Liée au mouvement français pour le planning familial, la spécialité française de gynécologie médicale a vu le jour en 1966.

 

87 % des praticiens sont des femmes, spécialistes du suivi global des problèmes de santé spécifiques des femmes. Cette réalité n’est pas étrangère au fait que la spécialité est très liées aux luttes féministes de ces trente dernières années.

 

La profession a largement participé à la reconnaissance du droit à la contraception et à sa diffusion. Elle a contribué à sortir l’interruption volontaire de grossesse de la clandestinité et à prendre en compte les troubles de la sexualité.

 

En 1986 Michèle Barzach, supprimait l’enseignement de la spécialité… Partie d’Albi en 1997 et impulsée par le « Comité de défense de la gynécologie médicale », la pétition pour son rétablissement,  avait recueilli deux millions de signatures au début de l’année 2003.

 

Par décret paru au journal officiel le 1er février 2003, le gouvernement de Jean-Pierre Raffarin a rétabli le diplôme de gynécologie médicale.

 

Tous les problèmes sont-ils réglés pour autant ? Pas sûr…

Dans cette affaire, les motivations inavouées des différents gouvernements étaient de faire des économies sur les dépenses publiques.

Ces motivations demeurent, Europe libérale oblige !

 

Jusqu’en 1986, deux spécialités gynécologiques étaient enseignées : la gynécologie obstétrique et la gynécologie médicale. Cette année là vit la suppression de l’enseignement de la gynécologie médicale.

 

Pourquoi ?

Officiellement pour se conformer aux directives Européennes qui définissent un certain nombre de critères minimaux devant faire l’objet d’une harmonisation et d’une reconnaissance entre les Etats membres, ceci en vue de permettre la liberté de circulation et d’établissement des professionnels de la santé partout en Europe.

 

Cependant, les directives invoquées par les tenants de la suppression précisent que : « …ces critères ne concernent que les spécialités communes à tous les Etats membres ou à deux ou plusieurs Etats membres. » Or, La gynécologie médicale est une exception française, chargée de la prévention des cancers, des MST et de tous les soins gynécologiques. Elle a, dans notre pays, fait la preuve de son efficacité : 60 % des Françaises sont suivies, le taux d’hystérectomies (ablation de l’utérus) est de 6,7 % en France contre 30 à 46 % en Europe et dans les cas de cancer du sein les Françaises ont une chance de survie de 13 % supérieure aux femmes du reste de l’Europe.

 

Les raisons invoquées relevaient en premier lieu d’un faux juridique !

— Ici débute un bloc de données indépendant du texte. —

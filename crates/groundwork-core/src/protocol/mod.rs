//! Protocol document loading and section access.
//!
//! A protocol is read once per invocation and never mutated afterwards. The
//! raw mapping is kept next to the typed view so the document can be dumped
//! verbatim and sections can be handed out as plain mappings.

mod schema;
mod shape;

pub use schema::*;

use serde::Deserialize;
use serde_json::{Map, Value};
use std::fs;
use std::path::{Path, PathBuf};
use thiserror::Error;

use crate::config::Location;
use shape::{check_shape, ShapeFailure};

/// Errors raised while loading a protocol document.
#[derive(Error, Debug)]
pub enum DocumentError {
    #[error("Failed to read protocol file {path}: {source}")]
    Io {
        path: PathBuf,
        #[source]
        source: std::io::Error,
    },

    #[error("Failed to parse JSON: {0}")]
    Json(#[from] serde_json::Error),

    #[error("Failed to parse YAML: {0}")]
    Yaml(#[from] serde_yaml::Error),

    #[error("Protocol document must be a mapping, found {0}")]
    NotAMapping(&'static str),

    #[error("Protocol document failed shape check: {}", .0.join("; "))]
    SchemaViolation(Vec<String>),

    #[error("Failed to load protocol schema: {0}")]
    SchemaLoad(String),

    #[error("Protocol document has an unexpected shape: {0}")]
    Shape(#[source] serde_json::Error),
}

/// A loaded protocol document.
#[derive(Debug, Clone, PartialEq)]
pub struct ProtocolDocument {
    raw: Map<String, Value>,
    protocol: Protocol,
}

impl ProtocolDocument {
    /// Build a document from an already-parsed value.
    pub fn from_value(value: Value) -> Result<Self, DocumentError> {
        if !value.is_object() {
            return Err(DocumentError::NotAMapping(json_kind(&value)));
        }

        match check_shape(&value) {
            Ok(()) => {}
            Err(ShapeFailure::SchemaLoad(e)) => return Err(DocumentError::SchemaLoad(e)),
            Err(ShapeFailure::Violations(errors)) => {
                return Err(DocumentError::SchemaViolation(errors))
            }
        }

        let protocol = Protocol::deserialize(&value).map_err(DocumentError::Shape)?;
        let raw = match value {
            Value::Object(map) => map,
            _ => Map::new(),
        };

        Ok(Self { raw, protocol })
    }

    /// Parse a document from a JSON string.
    pub fn from_json(json: &str) -> Result<Self, DocumentError> {
        let value: Value = serde_json::from_str(json)?;
        Self::from_value(value)
    }

    /// Parse a document from a YAML string.
    pub fn from_yaml(yaml: &str) -> Result<Self, DocumentError> {
        let value: Value = serde_yaml::from_str(yaml)?;
        Self::from_value(value)
    }

    /// Read a document from disk. `.yaml`/`.yml` files are parsed as YAML,
    /// anything else as JSON.
    pub fn from_file(path: impl AsRef<Path>) -> Result<Self, DocumentError> {
        let path = path.as_ref();
        let contents = fs::read_to_string(path).map_err(|source| DocumentError::Io {
            path: path.to_path_buf(),
            source,
        })?;

        tracing::debug!(path = %path.display(), bytes = contents.len(), "Read protocol document");

        if is_yaml(path) {
            Self::from_yaml(&contents)
        } else {
            Self::from_json(&contents)
        }
    }

    /// Load the protocol file named by a workspace location.
    pub fn load(location: &Location) -> Result<Self, DocumentError> {
        Self::from_file(location.protocol_path())
    }

    /// Typed view of the document.
    pub fn protocol(&self) -> &Protocol {
        &self.protocol
    }

    /// The document exactly as it was read.
    pub fn raw(&self) -> &Map<String, Value> {
        &self.raw
    }

    /// `operational_protocol` as a raw mapping (empty if absent).
    pub fn operational_protocol(&self) -> Map<String, Value> {
        section(&self.raw, &["operational_protocol"])
    }

    /// `integrity_protocol` as a raw mapping (empty if absent).
    pub fn integrity_protocol(&self) -> Map<String, Value> {
        section(&self.raw, &["integrity_protocol"])
    }

    /// `output_schema` as a raw mapping (empty if absent).
    pub fn output_schema(&self) -> Map<String, Value> {
        section(&self.raw, &["output_schema"])
    }

    /// `operational_protocol.sourcing.data_sources` as a raw mapping (empty if absent).
    pub fn data_sources(&self) -> Map<String, Value> {
        section(
            &self.raw,
            &["operational_protocol", "sourcing", "data_sources"],
        )
    }
}

fn section(root: &Map<String, Value>, path: &[&str]) -> Map<String, Value> {
    let mut current = root;
    for key in path {
        match current.get(*key) {
            Some(Value::Object(next)) => current = next,
            _ => return Map::new(),
        }
    }
    current.clone()
}

fn is_yaml(path: &Path) -> bool {
    path.extension()
        .and_then(|e| e.to_str())
        .map(|e| e.eq_ignore_ascii_case("yaml") || e.eq_ignore_ascii_case("yml"))
        .unwrap_or(false)
}

fn json_kind(value: &Value) -> &'static str {
    match value {
        Value::Null => "null",
        Value::Bool(_) => "a boolean",
        Value::Number(_) => "a number",
        Value::String(_) => "a string",
        Value::Array(_) => "a list",
        Value::Object(_) => "a mapping",
    }
}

Il était doublé d’une hypocrisie politique…

 

Ce qui était et reste vrai en revanche, c’est que l’Europe libérale impose aux Etats membres un contrôle strict de leurs dépenses publiques. La suppression du diplôme de gynécologie médicale, obtenu au bout de trois ans d’études de spécialisation répondait tout à fait à ces exigences là.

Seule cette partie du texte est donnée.